The evidence from 1,000 simulations points with unusual clarity toward Miletus. A 62.5% win share, a top-3 rate of 95.3%, and a mean finishing position of 1.59 constitute a consensus strength the model labels 'strong' — and the market's relative undervaluation of this runner at 3/1 only reinforces the analytical case. Confidence is rated high, mapped directly to the strong consensus designation.
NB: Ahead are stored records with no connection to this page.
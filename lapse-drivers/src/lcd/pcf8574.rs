//! PCF8574 backpack wiring
//!
//! The common "LCD1602 I2C" backpack wires the expander as:
//!
//! | Bit | Signal     |
//! |-----|------------|
//! | P0  | RS         |
//! | P1  | RW         |
//! | P2  | EN         |
//! | P3  | Backlight  |
//! | P4  | D4         |
//! | P5  | D5         |
//! | P6  | D6         |
//! | P7  | D7         |

/// Register select: data when set, command when clear
pub const RS: u8 = 1 << 0;
/// Read/write: held low, the driver never reads
pub const RW: u8 = 1 << 1;
/// Enable strobe
pub const EN: u8 = 1 << 2;
/// Backlight transistor
pub const BACKLIGHT: u8 = 1 << 3;

/// Expander byte with `nibble` on D4..D7 and control `flags` on P0..P3
pub const fn nibble_byte(nibble: u8, flags: u8) -> u8 {
    ((nibble & 0x0F) << 4) | (flags & 0x0F)
}

/// Strobe a nibble: EN high then low, as one bus transfer
pub const fn strobe(nibble: u8, flags: u8) -> [u8; 2] {
    let byte = nibble_byte(nibble, flags) & !RW;
    [byte | EN, byte & !EN]
}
The one factor that would prompt a reassessment is any late market move suggesting a significant pace or ground concern around Miletus that the model's balanced lens has not captured — if Jumby shortens materially on course and Miletus drifts, that signal would merit serious attention before the off.

Published in The Fox’s Wire

Race Paper: Lettergold Plastics Handicap Stakes (2026)

Drafted by LLaMa via claude-sonnet-4-6 after 1000 multiverse runs. Edited and published by the Saturday Racing desk.